Send back the entries below exactly as they appear.

Source data:
---------------
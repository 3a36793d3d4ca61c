//! tests/service_tests.rs
//! Operation guard, configuration loading and key providers through the service

mod common;

use backup_envelope::{
    AccountSecret, BackupConfig, BackupError, BackupService, PassphraseKeys, StaticKeys,
};
use common::{export_to_vec, memory_factory, sample_records, test_service, TEST_CIPHER_KEY, TEST_MAC_KEY};
use std::cell::Cell;
use std::io::{self, Cursor, Read, Write};
use std::thread;

#[test]
fn second_operation_while_import_blocks_is_busy() {
    let service = test_service();
    let records = sample_records();
    let envelope = export_to_vec(&records);
    let (pipe_reader, mut pipe_writer) = pipe::pipe();

    thread::scope(|s| {
        let importer = s.spawn(|| {
            // pass 1 reads from the pipe, pass 2 from memory
            let first = Cell::new(Some(pipe_reader));
            let again = envelope.clone();
            let factory = move || -> io::Result<Box<dyn Read>> {
                match first.take() {
                    Some(reader) => Ok(Box::new(reader)),
                    None => Ok(Box::new(Cursor::new(again.clone()))),
                }
            };
            let mut restored: Vec<Vec<u8>> = Vec::new();
            service.import_backup(&factory, &mut restored).map(|_| restored)
        });

        while !service.is_busy() {
            thread::yield_now();
        }

        let mut sink = Vec::new();
        let err = service
            .export_backup(records.clone().into_iter(), &mut sink)
            .unwrap_err();
        assert!(matches!(err, BackupError::Busy));
        assert!(sink.is_empty(), "rejected export must not write");

        let mut restored: Vec<Vec<u8>> = Vec::new();
        let err = service
            .import_backup(&memory_factory(envelope.clone()), &mut restored)
            .unwrap_err();
        assert!(matches!(err, BackupError::Busy));
        assert!(restored.is_empty());

        pipe_writer.write_all(&envelope).unwrap();
        drop(pipe_writer);

        let restored = importer.join().unwrap().unwrap();
        assert_eq!(restored, records, "first operation unaffected");
    });

    assert!(!service.is_busy());
}

#[test]
fn guard_released_after_failed_operations() {
    let service = test_service();
    let mut tampered = export_to_vec(&sample_records());
    tampered[20] ^= 0x01;

    let mut restored: Vec<Vec<u8>> = Vec::new();
    service
        .import_backup(&memory_factory(tampered), &mut restored)
        .unwrap_err();
    assert!(!service.is_busy());

    let mut sink = Vec::new();
    service
        .export_backup(sample_records().into_iter(), &mut sink)
        .unwrap();
    assert!(!service.is_busy());
}

#[test]
fn config_file_drives_the_service() {
    let mut file = tempfile::NamedTempFile::new().unwrap();
    writeln!(file, "chunk_size = 128\ncompression_level = 1").unwrap();

    let config = BackupConfig::load(file.path()).unwrap();
    assert_eq!(config.chunk_size, 128);
    assert_eq!(config.compression_level, 1);

    let service = BackupService::with_config(
        StaticKeys::new(TEST_CIPHER_KEY, TEST_MAC_KEY.to_vec()).unwrap(),
        config.clone(),
    );
    assert_eq!(service.config(), &config);

    let records = sample_records();
    let mut envelope = Vec::new();
    service
        .export_backup(records.clone().into_iter(), &mut envelope)
        .unwrap();
    let mut restored: Vec<Vec<u8>> = Vec::new();
    service
        .import_backup(&memory_factory(envelope), &mut restored)
        .unwrap();
    assert_eq!(restored, records);
}

#[test]
fn missing_config_file_is_a_config_error() {
    let dir = tempfile::tempdir().unwrap();
    let err = BackupConfig::load(dir.path().join("absent.toml")).unwrap_err();
    assert!(matches!(err, BackupError::Config(_)));
}

#[test]
fn passphrase_keys_roundtrip_and_isolate() {
    let salt = [0x21u8; 16];
    let exporter = BackupService::new(
        PassphraseKeys::with_iterations(AccountSecret::new("account secret".to_string()), salt, 10).unwrap(),
    );
    let records = sample_records();
    let mut envelope = Vec::new();
    exporter
        .export_backup(records.clone().into_iter(), &mut envelope)
        .unwrap();

    let same = BackupService::new(
        PassphraseKeys::with_iterations(AccountSecret::new("account secret".to_string()), salt, 10).unwrap(),
    );
    let mut restored: Vec<Vec<u8>> = Vec::new();
    same.import_backup(&memory_factory(envelope.clone()), &mut restored)
        .unwrap();
    assert_eq!(restored, records);

    let other = BackupService::new(
        PassphraseKeys::with_iterations(AccountSecret::new("other secret".to_string()), salt, 10).unwrap(),
    );
    let mut restored: Vec<Vec<u8>> = Vec::new();
    let err = other
        .import_backup(&memory_factory(envelope), &mut restored)
        .unwrap_err();
    assert!(err.is_authentication_failure());
    assert!(restored.is_empty());
}

#[test]
fn invalid_key_material_is_rejected_up_front() {
    let cases: Vec<(Vec<u8>, &str)> = vec![
        (Vec::new(), "empty MAC key"),
        (TEST_CIPHER_KEY.to_vec(), "MAC key equals cipher key"),
    ];
    for (mac_key, desc) in cases {
        let err = StaticKeys::new(TEST_CIPHER_KEY, mac_key).err().unwrap();
        assert!(matches!(err, BackupError::KeyMaterial(_)), "{desc}: {err:?}");
    }
}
---------------
* [Solution to this task]:
repository 3a36793d3d4ca61c
//! tests/service_tests.rs
//! Operation guard, configuration loading and key providers through the service

mod common;

use backup_envelope::{
    AccountSecret, BackupConfig, BackupError, BackupService, PassphraseKeys, StaticKeys,
};
use common::{export_to_vec, memory_factory, sample_records, test_service, TEST_CIPHER_KEY, TEST_MAC_KEY};
use std::cell::Cell;
use std::io::{self, Cursor, Read, Write};
use std::thread;

#[test]
fn second_operation_while_import_blocks_is_busy() {
    let service = test_service();
    let records = sample_records();
    let envelope = export_to_vec(&records);
    let (pipe_reader, mut pipe_writer) = pipe::pipe();

    thread::scope(|s| {
        let importer = s.spawn(|| {
            // pass 1 reads from the pipe, pass 2 from memory
            let first = Cell::new(Some(pipe_reader));
            let again = envelope.clone();
            let factory = move || -> io::Result<Box<dyn Read>> {
                match first.take() {
                    Some(reader) => Ok(Box::new(reader)),
                    None => Ok(Box::new(Cursor::new(again.clone()))),
                }
            };
            let mut restored: Vec<Vec<u8>> = Vec::new();
            service.import_backup(&factory, &mut restored).map(|_| restored)
        });

        while !service.is_busy() {
            thread::yield_now();
        }

        let mut sink = Vec::new();
        let err = service
            .export_backup(records.clone().into_iter(), &mut sink)
            .unwrap_err();
        assert!(matches!(err, BackupError::Busy));
        assert!(sink.is_empty(), "rejected export must not write");

        let mut restored: Vec<Vec<u8>> = Vec::new();
        let err = service
            .import_backup(&memory_factory(envelope.clone()), &mut restored)
            .unwrap_err();
        assert!(matches!(err, BackupError::Busy));
        assert!(restored.is_empty());

        pipe_writer.write_all(&envelope).unwrap();
        drop(pipe_writer);

        let restored = importer.join().unwrap().unwrap();
        assert_eq!(restored, records, "first operation unaffected");
    });

    assert!(!service.is_busy());
}

#[test]
fn guard_released_after_failed_operations() {
    let service = test_service();
    let mut tampered = export_to_vec(&sample_records());
    tampered[20] ^= 0x01;

    let mut restored: Vec<Vec<u8>> = Vec::new();
    service
        .import_backup(&memory_factory(tampered), &mut restored)
        .unwrap_err();
    assert!(!service.is_busy());

    let mut sink = Vec::new();
    service
        .export_backup(sample_records().into_iter(), &mut sink)
        .unwrap();
    assert!(!service.is_busy());
}

#[test]
fn config_file_drives_the_service() {
    let mut file = tempfile::NamedTempFile::new().unwrap();
    writeln!(file, "chunk_size = 128\ncompression_level = 1").unwrap();

    let config = BackupConfig::load(file.path()).unwrap();
    assert_eq!(config.chunk_size, 128);
    assert_eq!(config.compression_level, 1);

    let service = BackupService::with_config(
        StaticKeys::new(TEST_CIPHER_KEY, TEST_MAC_KEY.to_vec()).unwrap(),
        config.clone(),
    );
    assert_eq!(service.config(), &config);

    let records = sample_records();
    let mut envelope = Vec::new();
    service
        .export_backup(records.clone().into_iter(), &mut envelope)
        .unwrap();
    let mut restored: Vec<Vec<u8>> = Vec::new();
    service
        .import_backup(&memory_factory(envelope), &mut restored)
        .unwrap();
    assert_eq!(restored, records);
}

#[test]
fn missing_config_file_is_a_config_error() {
    let dir = tempfile::tempdir().unwrap();
    let err = BackupConfig::load(dir.path().join("absent.toml")).unwrap_err();
    assert!(matches!(err, BackupError::Config(_)));
}

#[test]
fn passphrase_keys_roundtrip_and_isolate() {
    let salt = [0x21u8; 16];
    let exporter = BackupService::new(
        PassphraseKeys::with_iterations(AccountSecret::new("account secret".to_string()), salt, 10).unwrap(),
    );
    let records = sample_records();
    let mut envelope = Vec::new();
    exporter
        .export_backup(records.clone().into_iter(), &mut envelope)
        .unwrap();

    let same = BackupService::new(
        PassphraseKeys::with_iterations(AccountSecret::new("account secret".to_string()), salt, 10).unwrap(),
    );
    let mut restored: Vec<Vec<u8>> = Vec::new();
    same.import_backup(&memory_factory(envelope.clone()), &mut restored)
        .unwrap();
    assert_eq!(restored, records);

    let other = BackupService::new(
        PassphraseKeys::with_iterations(AccountSecret::new("other secret".to_string()), salt, 10).unwrap(),
    );
    let mut restored: Vec<Vec<u8>> = Vec::new();
    let err = other
        .import_backup(&memory_factory(envelope), &mut restored)
        .unwrap_err();
    assert!(err.is_authentication_failure());
    assert!(restored.is_empty());
}

#[test]
fn invalid_key_material_is_rejected_up_front() {
    let cases: Vec<(Vec<u8>, &str)> = vec![
        (Vec::new(), "empty MAC key"),
        (TEST_CIPHER_KEY.to_vec(), "MAC key equals cipher key"),
    ];
    for (mac_key, desc) in cases {
        let err = StaticKeys::new(TEST_CIPHER_KEY, mac_key).err().unwrap();
        assert!(matches!(err, BackupError::KeyMaterial(_)), "{desc}: {err:?}");
    }
}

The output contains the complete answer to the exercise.